Mais restons-en à Été 85. François Ozon adapte un roman d’Aidan Chambers, La Danse du coucou, qu’il avait découvert à l’époque du titre et à l’âge des protagonistes adolescents du film. Tournant alors des courts-métrages, Ozon, enthousiasmé par sa lecture, se dit que ça pourrait faire un super long et aura donc attendu toutes ces années et une filmographie déjà bien remplie pour se lancer dans ce qui devait être… Été 84. Sauf qu’en cherchant à acquérir les droits de la chanson In Between Days des Cure, Ozon reçut une lettre de Robert Smith lui faisant remarquer que ce n’était pas possible puisque la chanson n’était sortie qu’en 85 et il ne put l’obtenir qu’en changeant le titre ! Pour rester sur la BO, notons que la musique originale est signée Jean-Benoît Dunckel du groupe Air qu’Ozon a engagé après avoir découvert dans une interview qu’ils étaient tous deux fans du morceau Stars de la pub, également utilisée dans le film. Été 85 a été tourné en super 16 (le format des premiers courts du réalisateur) au Tréport en Normandie où les deux jeunes acteurs Félix Lefebvre et Benjamin Voisin ont été envoyés une semaine plus tôt pour sympathiser en faisant de la voile.
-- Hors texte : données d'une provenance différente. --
use crate::{
    disk::{types::zeroed_block, BlockDevice, BlockId},
    fs::{
        bitmap,
        config::{Geometry, BITS_PER_BLOCK, BLOCK_BITMAP_START_BLOCK_ID},
        error::{FileSystemError, Result},
    },
};

/// 数据块位图，直接在磁盘上的位图块中读改写，位图本身就是唯一的分配记录
#[derive(Debug, Clone, Copy)]
pub struct DataBlockBitmap {
    geometry: Geometry,
}

impl DataBlockBitmap {
    pub fn new(geometry: Geometry) -> Self {
        Self { geometry }
    }

    // 第 index 个位图块覆盖的位范围 [start, end)，已裁剪到数据区内
    fn data_range(&self, index: u32) -> (u32, u32) {
        let base = index * BITS_PER_BLOCK;
        let start = self.geometry.data_start().max(base) - base;
        let end = (self.geometry.block_count - base).min(BITS_PER_BLOCK);
        (start, end)
    }

    fn first_data_bitmap_index(&self) -> u32 {
        self.geometry.data_start() / BITS_PER_BLOCK
    }

    /// 从数据区第一个块开始按升序逐位查找空闲块（first-fit），置位后立即写回
    pub fn alloc<D: BlockDevice>(&self, disk: &D) -> Result<BlockId> {
        let mut buf = zeroed_block();
        for index in self.first_data_bitmap_index()..self.geometry.block_bitmap_blocks() {
            let (start, end) = self.data_range(index);
            disk.read_block(BLOCK_BITMAP_START_BLOCK_ID + index, &mut buf)?;

            if let Some(bit) = bitmap::find_free(&buf, start, end) {
                bitmap::set_bit(&mut buf, bit);
                disk.write_block(BLOCK_BITMAP_START_BLOCK_ID + index, &buf)?;

                let id = index * BITS_PER_BLOCK + bit;
                log::debug!("bm: alloc block {}", id);
                return Ok(id);
            }
        }

        log::warn!("bm: no free data block left");
        Err(FileSystemError::DiskFull)
    }

    /// 释放一个数据块。重复释放只会清除一个已经为 0 的位，不做检测。
    pub fn free<D: BlockDevice>(&self, disk: &D, id: BlockId) -> Result<()> {
        if !self.geometry.is_data_block(id) {
            log::warn!("bm: block id {} out of range", id);
            return Err(FileSystemError::InvalidBlock(id));
        }

        let bitmap_block = self.geometry.bitmap_block_of(id);
        let mut buf = zeroed_block();
        disk.read_block(bitmap_block, &mut buf)?;
        bitmap::clear_bit(&mut buf, id % BITS_PER_BLOCK);
        disk.write_block(bitmap_block, &buf)?;

        log::debug!("bm: free block {}", id);
        Ok(())
    }

    pub fn is_used<D: BlockDevice>(&self, disk: &D, id: BlockId) -> Result<bool> {
        if id >= self.geometry.block_count {
            return Err(FileSystemError::InvalidBlock(id));
        }
        let mut buf = zeroed_block();
        disk.read_block(self.geometry.bitmap_block_of(id), &mut buf)?;
        Ok(bitmap::get_bit(&buf, id % BITS_PER_BLOCK))
    }

    /// 数据区中空闲块的个数
    pub fn count_free<D: BlockDevice>(&self, disk: &D) -> Result<u32> {
        let mut buf = zeroed_block();
        let mut free = 0;
        for index in self.first_data_bitmap_index()..self.geometry.block_bitmap_blocks() {
            let (start, end) = self.data_range(index);
            disk.read_block(BLOCK_BITMAP_START_BLOCK_ID + index, &mut buf)?;
            free += bitmap::count_free(&buf, start, end);
        }
        Ok(free)
    }
}

#[cfg(test)]
mod tests {
    use super::*;
    use crate::disk::MemDisk;

    fn setup() -> (MemDisk, DataBlockBitmap, Geometry) {
        let geometry = Geometry::new(256, 16).unwrap();
        (
            MemDisk::new(geometry.block_count),
            DataBlockBitmap::new(geometry),
            geometry,
        )
    }

    #[test]
    fn allocates_from_data_start_in_order() {
        let (disk, bm, g) = setup();
        assert_eq!(bm.alloc(&disk).unwrap(), g.data_start());
        assert_eq!(bm.alloc(&disk).unwrap(), g.data_start() + 1);
        assert!(bm.is_used(&disk, g.data_start()).unwrap());
        assert!(!bm.is_used(&disk, g.data_start() + 2).unwrap());
    }

    #[test]
    fn freed_block_is_reused_first() {
        let (disk, bm, g) = setup();
        let a = bm.alloc(&disk).unwrap();
        let b = bm.alloc(&disk).unwrap();
        bm.free(&disk, a).unwrap();
        assert_eq!(bm.alloc(&disk).unwrap(), a);
        assert_eq!(bm.alloc(&disk).unwrap(), b + 1);
        assert_eq!(a, g.data_start());
    }

    #[test]
    fn exhaustion_reports_disk_full() {
        let (disk, bm, g) = setup();
        for _ in 0..g.data_blocks() {
            bm.alloc(&disk).unwrap();
        }
        assert_eq!(bm.count_free(&disk).unwrap(), 0);
        assert!(matches!(bm.alloc(&disk), Err(FileSystemError::DiskFull)));

        bm.free(&disk, g.block_count - 1).unwrap();
        assert_eq!(bm.alloc(&disk).unwrap(), g.block_count - 1);
    }

    #[test]
    fn rejects_freeing_metadata_blocks() {
        let (disk, bm, g) = setup();
        assert!(matches!(
            bm.free(&disk, g.data_start() - 1),
            Err(FileSystemError::InvalidBlock(_))
        ));
        assert!(matches!(
            bm.free(&disk, g.block_count),
            Err(FileSystemError::InvalidBlock(_))
        ));
        // 重复释放是无害的
        let id = bm.alloc(&disk).unwrap();
        bm.free(&disk, id).unwrap();
        bm.free(&disk, id).unwrap();
        assert_eq!(bm.count_free(&disk).unwrap(), g.data_blocks());
    }

    #[test]
    fn spans_multiple_bitmap_blocks() {
        let geometry = Geometry::new(BITS_PER_BLOCK + 64, 16).unwrap();
        let disk = MemDisk::new(geometry.block_count);
        let bm = DataBlockBitmap::new(geometry);
        assert_eq!(geometry.block_bitmap_blocks(), 2);

        for _ in 0..geometry.data_blocks() - 1 {
            bm.alloc(&disk).unwrap();
        }
        let last = bm.alloc(&disk).unwrap();
        assert_eq!(last, geometry.block_count - 1);
        assert_eq!(geometry.bitmap_block_of(last), BLOCK_BITMAP_START_BLOCK_ID + 1);
        assert!(bm.alloc(&disk).is_err());
    }
}
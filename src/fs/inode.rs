//! inode 记录与间接块的磁盘编码。
//!
//! 所有字段按固定偏移、小端序逐个读写，不依赖任何内存布局：
//!
//! ```text
//! 0      2      4      8       12      16      20                 420     424
//! | type | pad  | size | atime | mtime | ctime | blocks[NDIRECT]   | indirect |
//! ```

use crate::{
    disk::{types::zeroed_block, Block, BlockId},
    fs::{
        config::{INODE_SIZE, NDIRECT, NINDIRECT},
        error::{FileSystemError, Result},
    },
    utils::current_timestamp,
};

const TYPE_OFFSET: usize = 0;
const SIZE_OFFSET: usize = 4;
const ATIME_OFFSET: usize = 8;
const MTIME_OFFSET: usize = 12;
const CTIME_OFFSET: usize = 16;
const BLOCKS_OFFSET: usize = 20;

#[derive(Debug, Clone, Copy, PartialEq, Eq)]
#[repr(u16)]
pub enum InodeType {
    Free = 0,      // 空闲，块指针视为垃圾
    Directory = 1, // 目录
    File = 2,      // 普通文件
    Symlink = 3,   // 符号链接
}

impl InodeType {
    pub fn from_raw(raw: u16) -> Option<Self> {
        match raw {
            0 => Some(Self::Free),
            1 => Some(Self::Directory),
            2 => Some(Self::File),
            3 => Some(Self::Symlink),
            _ => None,
        }
    }

    pub fn name(&self) -> &'static str {
        match self {
            Self::Free => "free",
            Self::Directory => "directory",
            Self::File => "file",
            Self::Symlink => "symlink",
        }
    }
}

#[derive(Debug, Clone, PartialEq, Eq)]
pub struct Inode {
    pub inode_type: InodeType,
    pub size: u32,  // 文件大小（字节）
    pub atime: u32, // 最后访问时间
    pub mtime: u32, // 最后修改时间
    pub ctime: u32, // 创建时间

    pub direct_blocks: [BlockId; NDIRECT], // 直接块指针
    pub indirect_block: BlockId,           // 一级间接块，0 表示没有
}

impl Inode {
    pub fn new(inode_type: InodeType) -> Self {
        let now = current_timestamp();
        Self {
            inode_type,
            size: 0,
            atime: now,
            mtime: now,
            ctime: now,
            direct_blocks: [0; NDIRECT],
            indirect_block: 0,
        }
    }

    pub fn is_free(&self) -> bool {
        self.inode_type == InodeType::Free
    }

    pub fn attr(&self) -> FileAttr {
        FileAttr {
            inode_type: self.inode_type,
            size: self.size,
            atime: self.atime,
            mtime: self.mtime,
            ctime: self.ctime,
        }
    }

    /// 把记录写入 inode 表块中的某个槽位
    pub fn encode_into(&self, block: &mut Block, slot: usize) {
        let rec = &mut block[slot * INODE_SIZE..(slot + 1) * INODE_SIZE];
        rec[TYPE_OFFSET..TYPE_OFFSET + 2].copy_from_slice(&(self.inode_type as u16).to_le_bytes());
        rec[TYPE_OFFSET + 2..SIZE_OFFSET].fill(0);
        put_u32(rec, SIZE_OFFSET, self.size);
        put_u32(rec, ATIME_OFFSET, self.atime);
        put_u32(rec, MTIME_OFFSET, self.mtime);
        put_u32(rec, CTIME_OFFSET, self.ctime);
        for (i, &id) in self.direct_blocks.iter().enumerate() {
            put_u32(rec, BLOCKS_OFFSET + i * 4, id);
        }
        put_u32(rec, BLOCKS_OFFSET + NDIRECT * 4, self.indirect_block);
    }

    /// 从 inode 表块的某个槽位解码记录
    pub fn decode_from(block: &Block, slot: usize) -> Result<Self> {
        let rec = &block[slot * INODE_SIZE..(slot + 1) * INODE_SIZE];
        let raw_type = u16::from_le_bytes([rec[TYPE_OFFSET], rec[TYPE_OFFSET + 1]]);
        let inode_type = InodeType::from_raw(raw_type)
            .ok_or_else(|| FileSystemError::Corrupted(format!("unknown inode type {}", raw_type)))?;

        let mut direct_blocks = [0; NDIRECT];
        for (i, id) in direct_blocks.iter_mut().enumerate() {
            *id = get_u32(rec, BLOCKS_OFFSET + i * 4);
        }

        Ok(Self {
            inode_type,
            size: get_u32(rec, SIZE_OFFSET),
            atime: get_u32(rec, ATIME_OFFSET),
            mtime: get_u32(rec, MTIME_OFFSET),
            ctime: get_u32(rec, CTIME_OFFSET),
            direct_blocks,
            indirect_block: get_u32(rec, BLOCKS_OFFSET + NDIRECT * 4),
        })
    }
}

/// getattr 的返回值
#[derive(Debug, Clone, Copy, PartialEq, Eq)]
pub struct FileAttr {
    pub inode_type: InodeType,
    pub size: u32,
    pub atime: u32,
    pub mtime: u32,
    pub ctime: u32,
}

/// 间接块：恰好 NINDIRECT 个块号
#[derive(Debug, Clone, PartialEq, Eq)]
pub struct IndirectBlock {
    pub entries: [BlockId; NINDIRECT],
}

impl IndirectBlock {
    pub fn empty() -> Self {
        Self {
            entries: [0; NINDIRECT],
        }
    }

    pub fn decode(block: &Block) -> Self {
        let mut entries = [0; NINDIRECT];
        for (i, id) in entries.iter_mut().enumerate() {
            *id = get_u32(block, i * 4);
        }
        Self { entries }
    }

    pub fn encode(&self) -> Block {
        let mut block = zeroed_block();
        for (i, &id) in self.entries.iter().enumerate() {
            put_u32(&mut block, i * 4, id);
        }
        block
    }
}

fn get_u32(buf: &[u8], at: usize) -> u32 {
    u32::from_le_bytes([buf[at], buf[at + 1], buf[at + 2], buf[at + 3]])
}

fn put_u32(buf: &mut [u8], at: usize, value: u32) {
    buf[at..at + 4].copy_from_slice(&value.to_le_bytes());
}
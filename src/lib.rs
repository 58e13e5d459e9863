//! 单机块存储引擎：把定长块组成的磁盘组织成 inode 空间，
//! 每个 inode 保存一段通过直接/一级间接块指针寻址的字节流。

pub mod disk;
pub mod fs;
pub mod utils;

pub use disk::{BlockDevice, FileDisk, MemDisk};
pub use fs::{
    config::{Geometry, InodeNum},
    error::{FileSystemError, Result},
    inode::{FileAttr, InodeType},
    FileSystem, FsStats,
};
use std::{path::Path, sync::mpsc::Sender};

use crate::{
    disk::FileDisk,
    fs::{config::Geometry, error::Result, FileSystem},
};

/// 启动过程中发往前端的进度消息
#[derive(Debug)]
pub enum BootProgress {
    Step(&'static str),
    Progress(u64),
    Finished(Result<FileSystem<FileDisk>>),
}

/// 打开磁盘镜像：新镜像先格式化，已有镜像直接挂载
pub fn perform_disk_initialization<P: AsRef<Path>>(path: P, tx: Sender<BootProgress>) {
    let _ = tx.send(BootProgress::Step("🧠 Initializing virtual disk..."));
    let result = open_or_format(path.as_ref(), &tx);
    let _ = tx.send(BootProgress::Progress(100));
    let _ = tx.send(BootProgress::Finished(result));
}

fn open_or_format(path: &Path, tx: &Sender<BootProgress>) -> Result<FileSystem<FileDisk>> {
    let geometry = Geometry::default();
    let disk_exists = path.exists();

    let disk = FileDisk::open(path, geometry.block_count)?;
    let _ = tx.send(BootProgress::Progress(50));

    if disk_exists {
        let _ = tx.send(BootProgress::Step("⚙️  Mounting file system..."));
        FileSystem::mount(disk)
    } else {
        // 只有“明确是新磁盘”才格式化
        let _ = tx.send(BootProgress::Step(
            "🔧 No disk found, formatting new file system...",
        ));
        FileSystem::format(disk, geometry)
    }
}

/// 丢弃旧镜像，重新建立一个空文件系统
pub fn reformat<P: AsRef<Path>>(path: P) -> Result<FileSystem<FileDisk>> {
    let geometry = Geometry::default();
    if path.as_ref().exists() {
        std::fs::remove_file(path.as_ref())?;
    }
    let disk = FileDisk::open(path, geometry.block_count)?;
    FileSystem::format(disk, geometry)
}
La lecture passionnée d’un adolescent est donc devenu le film d’un réalisateur établi et cette évolution du projet se ressent et fait même tout le charme d’Été 85. De la même manière que la chronique estivale est assombrie par une intrigue de thriller, tel le ciel orageux duquel apparaît David pour la première fois, Ozon explore le souvenir de l’adolescence avec un mélange d’amertume et de candeur qui nous refile un spleen plutôt agréable. Certes, la reconstitution 80’s, aussi réconfortante que partout ailleurs, doit en être pour quelque chose, du pastel granuleux du super 16 aux costumes tout en jean, bandanas et walkman, sans parler de l’enrobente BO qui nous rejoue également le Sailing de Rod Stewart. Le tout au service d’une romance teenage et estivale dont Ozon et nous rejouons encore une fois les images d’Épinal (le feu de camp sur la plage, le passage à la fête foraine, les escapades en mob cheveux au vent) : est-ce qu’on ne ressentirait pas, derrière l’éternelle relecture des amours adolescentes, la même passion morbide que le personnage principal ? Est-ce que cette nostalgie 80’s, un peu figée, guindée, ritualisée, ne serait pas la chambre funéraire de notre regard cinéphile ?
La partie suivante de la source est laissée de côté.